# Task prompt
From the first line to the last, write out the records exactly.

Saved entries:

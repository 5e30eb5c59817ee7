pub mod health;

use axum::{
    routing::{get, post},
    Router,
};

use crate::questions::handlers as questions;
use crate::sessions::handlers as sessions;
use crate::state::AppState;

pub fn build_router(state: AppState) -> Router {
    Router::new()
        .route("/health", get(health::health_handler))
        // Question Content Provider
        .route(
            "/api/v1/industries/:industry/roles",
            get(questions::handle_roles_by_industry),
        )
        .route(
            "/api/v1/roles/:role_id/questions",
            get(questions::handle_questions_by_role),
        )
        .route("/api/v1/questions/:uuid", get(questions::handle_get_question))
        // Session Authority
        .route(
            "/api/v1/interview-sessions",
            post(sessions::handle_start_session),
        )
        .route(
            "/api/v1/interview-sessions/:id",
            get(sessions::handle_get_session),
        )
        .route(
            "/api/v1/interview-sessions/:id/responses",
            post(sessions::handle_submit_response),
        )
        .route(
            "/api/v1/interview-sessions/:id/complete",
            post(sessions::handle_complete_session),
        )
        .route(
            "/api/v1/interview-sessions/:id/abandon",
            post(sessions::handle_abandon_session),
        )
        .route(
            "/api/v1/interview-sessions/:id/summary",
            get(sessions::handle_session_summary),
        )
        .route(
            "/api/v1/interview-sessions/:id/export",
            get(sessions::handle_export_session),
        )
        .with_state(state)
}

# Answer box
repository 5e30eb5c59817ee7
pub mod health;

use axum::{
    routing::{get, post},
    Router,
};

use crate::questions::handlers as questions;
use crate::sessions::handlers as sessions;
use crate::state::AppState;

pub fn build_router(state: AppState) -> Router {
    Router::new()
        .route("/health", get(health::health_handler))
        // Question Content Provider
        .route(
            "/api/v1/industries/:industry/roles",
            get(questions::handle_roles_by_industry),
        )
        .route(
            "/api/v1/roles/:role_id/questions",
            get(questions::handle_questions_by_role),
        )
        .route("/api/v1/questions/:uuid", get(questions::handle_get_question))
        // Session Authority
        .route(
            "/api/v1/interview-sessions",
            post(sessions::handle_start_session),
        )
        .route(
            "/api/v1/interview-sessions/:id",
            get(sessions::handle_get_session),
        )
        .route(
            "/api/v1/interview-sessions/:id/responses",
            post(sessions::handle_submit_response),
        )
        .route(
            "/api/v1/interview-sessions/:id/complete",
            post(sessions::handle_complete_session),
        )
        .route(
            "/api/v1/interview-sessions/:id/abandon",
            post(sessions::handle_abandon_session),
        )
        .route(
            "/api/v1/interview-sessions/:id/summary",
            get(sessions::handle_session_summary),
        )
        .route(
            "/api/v1/interview-sessions/:id/export",
            get(sessions::handle_export_session),
        )
        .with_state(state)
}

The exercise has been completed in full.